Grass trees are great feature plants that need little TLC
WRITING about my favourite plant is not easy, because there are so many.
There are first of all the huge range of grevilleas and callistemons. Their beautiful flowers are a food source for many birds including parrots. I would say grevilleas and callistemons should be in every garden - unless you don't like the sound of parrots early in the morning!
The other one which comes up as a favourite is the red flowering gum, Corymbia ficifolia, with the most beautiful red or pink/red flowers.
However, grass trees or black boys, Xanthorrhoea is the botanical name, are probably my top favourite of the Australian natives plants. They are so unusual, so architectural and every plant is so different.
They grow 0.9mm a year, so a grass tree one metre tall is about 100 years old. Can you imagine?
If you have one or two matured grass trees in your garden, you don't have to worry about a feature plant any more.
Grass trees don't need a lot of attention. I normally trim the old leaves to give them a well-maintained look and keep debris out of leaves to prevent fungal attacks. You should also check for scales. If you find some, spray white oil.
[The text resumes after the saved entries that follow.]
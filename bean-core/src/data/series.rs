//! Timed order book snapshots.

use chrono::{DateTime, Utc};
use serde::{Deserialize, Serialize};

use super::OrderBook;
use crate::error::DataError;

static EMPTY_BOOK: OrderBook = OrderBook::EMPTY;

/// An order book observed at a point in time.
#[derive(Debug, Clone, PartialEq, Serialize, Deserialize)]
pub struct OrderBookSnapshot {
    /// Observation time
    pub timestamp: DateTime<Utc>,
    /// Book at `timestamp`
    pub book: OrderBook,
}

impl OrderBookSnapshot {
    /// Creates a new snapshot.
    #[must_use]
    pub const fn new(timestamp: DateTime<Utc>, book: OrderBook) -> Self {
        Self { timestamp, book }
    }
}

/// Ascending series of [`OrderBookSnapshot`]s with last-known-value lookup.
#[derive(Debug, Clone, Default, PartialEq, Serialize, Deserialize)]
#[serde(transparent)]
pub struct OrderBookSeries {
    snapshots: Vec<OrderBookSnapshot>,
}

impl OrderBookSeries {
    /// Builds a series, sorting snapshots by timestamp.
    #[must_use]
    pub fn new(mut snapshots: Vec<OrderBookSnapshot>) -> Self {
        snapshots.sort_by_key(|s| s.timestamp);
        Self { snapshots }
    }

    /// Builds a series from snapshots that must already be ascending.
    pub fn from_sorted(snapshots: Vec<OrderBookSnapshot>) -> Result<Self, DataError> {
        if let Some(index) = snapshots
            .windows(2)
            .position(|w| w[1].timestamp < w[0].timestamp)
        {
            return Err(DataError::Unsorted {
                series: "order_books".to_string(),
                index: index + 1,
            });
        }
        Ok(Self { snapshots })
    }

    /// Snapshots in ascending time order.
    #[must_use]
    pub fn snapshots(&self) -> &[OrderBookSnapshot] {
        &self.snapshots
    }

    /// Number of snapshots.
    #[must_use]
    pub fn len(&self) -> usize {
        self.snapshots.len()
    }

    /// True when the series holds no snapshots.
    #[must_use]
    pub fn is_empty(&self) -> bool {
        self.snapshots.is_empty()
    }

    /// The latest book observed at or before `t`.
    ///
    /// Before the first snapshot, and for an empty series, this is an empty
    /// book: nothing observed after `t` is ever returned.
    #[must_use]
    pub fn book_at(&self, t: DateTime<Utc>) -> &OrderBook {
        let idx = self.snapshots.partition_point(|s| s.timestamp <= t);
        match idx.checked_sub(1) {
            Some(i) => &self.snapshots[i].book,
            None => &EMPTY_BOOK,
        }
    }

    /// Snapshots with `start <= timestamp <= end`.
    #[must_use]
    pub fn window(&self, start: DateTime<Utc>, end: DateTime<Utc>) -> Self {
        Self {
            snapshots: self
                .snapshots
                .iter()
                .filter(|s| s.timestamp >= start && s.timestamp <= end)
                .cloned()
                .collect(),
        }
    }

    /// Copy with every book cut down to `depth` levels per side.
    #[must_use]
    pub fn truncated(&self, depth: usize) -> Self {
        Self {
            snapshots: self
                .snapshots
                .iter()
                .map(|s| OrderBookSnapshot::new(s.timestamp, s.book.truncated(depth)))
                .collect(),
        }
    }
}

impl FromIterator<OrderBookSnapshot> for OrderBookSeries {
    fn from_iter<I: IntoIterator<Item = OrderBookSnapshot>>(iter: I) -> Self {
        Self::new(iter.into_iter().collect())
    }
}

#[cfg(test)]
mod tests {
    use super::*;
    use crate::data::Order;
    use chrono::{Duration, TimeZone};

    fn create_time(secs: i64) -> DateTime<Utc> {
        Utc.timestamp_opt(1_600_000_000 + secs, 0).unwrap()
    }

    fn create_book(bid: f64) -> OrderBook {
        OrderBook::new(vec![Order::new(bid, 1.0)], vec![Order::new(bid + 1.0, 1.0)])
    }

    fn create_series() -> OrderBookSeries {
        OrderBookSeries::new(vec![
            OrderBookSnapshot::new(create_time(20), create_book(102.0)),
            OrderBookSnapshot::new(create_time(0), create_book(100.0)),
            OrderBookSnapshot::new(create_time(10), create_book(101.0)),
        ])
    }

    #[test]
    fn test_new_sorts() {
        let series = create_series();
        assert_eq!(series.len(), 3);
        assert!(series.snapshots().windows(2).all(|w| w[0].timestamp <= w[1].timestamp));
    }

    #[test]
    fn test_book_at_last_known_value() {
        let series = create_series();
        assert_eq!(series.book_at(create_time(0)).best_bid().price, 100.0);
        assert_eq!(series.book_at(create_time(9)).best_bid().price, 100.0);
        assert_eq!(series.book_at(create_time(10)).best_bid().price, 101.0);
        assert_eq!(series.book_at(create_time(1000)).best_bid().price, 102.0);
    }

    #[test]
    fn test_book_at_before_first_is_empty() {
        let series = create_series();
        let book = series.book_at(create_time(0) - Duration::seconds(1));
        assert!(!book.is_valid());
        assert!(OrderBookSeries::default().book_at(create_time(0)).is_empty());
    }

    #[test]
    fn test_from_sorted_rejects_unsorted() {
        let snapshots = vec![
            OrderBookSnapshot::new(create_time(10), create_book(100.0)),
            OrderBookSnapshot::new(create_time(0), create_book(100.0)),
        ];
        let err = OrderBookSeries::from_sorted(snapshots).unwrap_err();
        assert!(matches!(err, DataError::Unsorted { index: 1, .. }));
    }

    #[test]
    fn test_window_and_truncate() {
        let series = create_series();
        let window = series.window(create_time(5), create_time(20));
        assert_eq!(window.len(), 2);
        let shallow = series.truncated(0);
        assert!(!shallow.book_at(create_time(20)).is_valid());
    }
}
The most important thing when planting is proper drainage. If you have heavy clay soil in your garden, you need to create some sort of drainage.
It is also very important not to disturb the roots. You have to be very gentle to the tree. You don't pull the plant or roll the pot to get it loose. You rather cut the base of the pot and place the tree in the planting hole, which of course should be larger than the pot. Then you cut the side and lift the pot out without disturbing the roots.
After, fill the hole with a well draining soil mix, add some slow release fertiliser for native plants and hose it in.
If the tree is tall and unstable you are better to stake it until the roots are established.
You should water it for the first year, a deep watering lets say every fortnight or even weekly in the hot season. In the first year you should also fertilise monthly with a seaweed fertiliser to promote root growth.
During flowering you can also add some slow release fertiliser for natives.
As soon as the tree starts to flower, look out for any grub that bores into the flower spike and into the heart of the tree. If you see that a grub has bored in, remove the spike by cutting it towards the bottom of the spike. Treat with pyrethrum.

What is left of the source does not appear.